Eddie Schneider Averts Chicago Airplane Crash.

Eddie Schneider, young Jersey City flier, by clever handling of his light biplane [sic] averted what might have been a serious accident at the National Air Races at Chicago, yesterday. According to officials of the Curtiss-Reynolds Airport, Schneider took his plane into a dive for the ground to avoid a collision with a 20-passenger Burnelli transport plane and then pulled clear of the grandstand after the 40-foot left wing of the huge Burnelli had scraped the wing of his plane, Schneider and Don Mockler, of the Richfield Oil Corporation, were taking off for the balloon races at Cleveland and were just over the south grandstand when Mockler saw the crowd scattering below them. As a result of the "wing-scraping," Vincent Burnelli, airplane inventor, has been grounded for the duration of the meet, and the Department of Commerce has ordered his pilot not to fly for three months.
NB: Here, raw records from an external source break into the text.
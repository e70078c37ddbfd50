//! This file defines the routes for displaying the log-in page and handling log-in requests.
//! The auth module handles the lower level authentication and cookie auth logic.

use std::sync::{Arc, Mutex};

use axum::{
    Form,
    extract::{FromRef, Query, State},
    http::StatusCode,
    response::{IntoResponse, Response},
};
use axum_extra::extract::{PrivateCookieJar, cookie::Key};
use axum_htmx::HxRedirect;
use maud::{Markup, html};
use rusqlite::Connection;
use serde::{Deserialize, Serialize};
use time::Duration;

use crate::{
    AppState, Email, Error,
    auth::{get_user_by_email, invalidate_auth_cookie, normalize_redirect_url, set_auth_cookie},
    endpoints,
    html::{
        BUTTON_PRIMARY_STYLE, FORM_LABEL_STYLE, FORM_TEXT_INPUT_STYLE, base, link,
        loading_spinner, log_in_register, password_input,
    },
    timezone::get_local_offset,
};

/// Why a log-in attempt was refused.
#[derive(Debug, Clone, Copy, PartialEq, Eq, thiserror::Error)]
pub enum LogInError {
    /// The email or password field was left blank.
    #[error("Enter your email and password.")]
    MissingFields,
    /// The email is not registered or the password is wrong.
    ///
    /// Both cases share one message so that the form never reveals which
    /// email addresses have accounts.
    #[error("Incorrect email or password.")]
    InvalidCredentials,
}

pub(crate) fn email_input(email: &str, error_message: Option<&str>) -> Markup {
    html! {
        div
        {
            label for="email" class=(FORM_LABEL_STYLE) { "Email" }

            input
                type="email"
                name="email"
                id="email"
                placeholder="you@example.com"
                class=(FORM_TEXT_INPUT_STYLE)
                required
                autofocus
                value=(email);

            @if let Some(error_message) = error_message
            {
                p class="text-red-500 text-base" { (error_message) }
            }
        }
    }
}

fn log_in_form(email: &str, error_message: Option<&str>, redirect_url: Option<&str>) -> Markup {
    html! {
        form
            hx-post=(endpoints::LOG_IN_API)
            hx-indicator="#indicator"
            hx-disabled-elt="#email, #password, #submit-button"
            class="space-y-4 md:space-y-6"
        {
            @if let Some(redirect_url) = redirect_url {
                input type="hidden" name="redirect_url" value=(redirect_url);
            }

            (email_input(email, None))

            (password_input(0, error_message))

            div class="flex items-center gap-x-3"
            {
                input
                    type="checkbox"
                    name="remember_me"
                    id="remember_me"
                    tabindex="0"
                    class="rounded-xs";

                label
                    for="remember_me"
                    class="block text-sm font-medium text-gray-900 dark:text-white"
                {
                    "Keep me logged in for one week"
                }
            }

            button type="submit" id="submit-button" tabindex="0" class=(BUTTON_PRIMARY_STYLE)
            {
                span class="inline htmx-indicator" id="indicator"
                {
                    (loading_spinner())
                }
                "Log in"
            }

            p class="text-sm font-light text-gray-500 dark:text-gray-400" {
                "Don't have an account? "
                (link(endpoints::REGISTER_VIEW, "Register here"))
            }
        }
    }
}

pub(crate) fn parse_redirect_url(raw_url: Option<&str>, source: &str) -> Option<String> {
    match raw_url.and_then(normalize_redirect_url) {
        Some(redirect_url) => Some(redirect_url),
        None => {
            if let Some(redirect_url) = raw_url {
                tracing::warn!("Invalid redirect URL from {source}: {redirect_url}");
            }
            None
        }
    }
}

/// Display the log-in page.
pub async fn get_log_in_page(Query(query): Query<RedirectQuery>) -> Response {
    let redirect_url = parse_redirect_url(query.redirect_url.as_deref(), "log-in query");
    let log_in_form = log_in_form("", None, redirect_url.as_deref());
    let content = log_in_register("Log in to your account", &log_in_form);
    base("Log In", &[], &content).into_response()
}

/// How long the auth cookie should last if the user selects "remember me" at log-in.
const REMEMBER_ME_COOKIE_DURATION: Duration = Duration::days(7);

/// The state needed to perform a login.
#[derive(Debug, Clone)]
pub struct LoginState {
    /// The key to be used for signing and encrypting private cookies.
    pub cookie_key: Key,
    /// The duration for which cookies used for authentication are valid.
    pub cookie_duration: Duration,
    /// The local timezone as a canonical timezone name, e.g. "Asia/Shanghai".
    pub local_timezone: String,
    pub db_connection: Arc<Mutex<Connection>>,
}

impl FromRef<AppState> for LoginState {
    fn from_ref(state: &AppState) -> Self {
        Self {
            cookie_key: state.cookie_key.clone(),
            cookie_duration: state.cookie_duration,
            local_timezone: state.local_timezone.clone(),
            db_connection: state.db_connection.clone(),
        }
    }
}

// this impl tells `PrivateCookieJar` how to access the key from our state
impl FromRef<LoginState> for Key {
    fn from_ref(state: &LoginState) -> Self {
        state.cookie_key.clone()
    }
}

const INTERNAL_ERROR_MSG: &str = "An internal error occurred. Please try again later.";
Air Races End. Curtiss-Reynolds Airport, Chicago, Illinois; September 2, 1930 (Associated Press) The 1930 edition of the National Air Races became history today with the names of four dead engraved on the records as martyrs to man's fight to master gravity. Captain Arthur Page, Jr., of Washington, D.C., noted marine flier, whose racing ship crashed down on the airport yesterday, died a few hours later. He had been leading in the speed classic of the 10 days of competition the Thompson trophy race. A native of Minnesota, Page had graduated from the Naval Academy in 1917. He was winner of the Curtiss marine trophy race in Washington recently and flying from Omaha to the navy field at Washington last June, he had set a record for "blind flight," guiding his ship entirely by radio and his instruments, At the same time Major R. W. Schroeder, chairman of the air race competitions announced that investigations of crashes during the meet had given invaluable information to an industry which seeks to advance flying in America.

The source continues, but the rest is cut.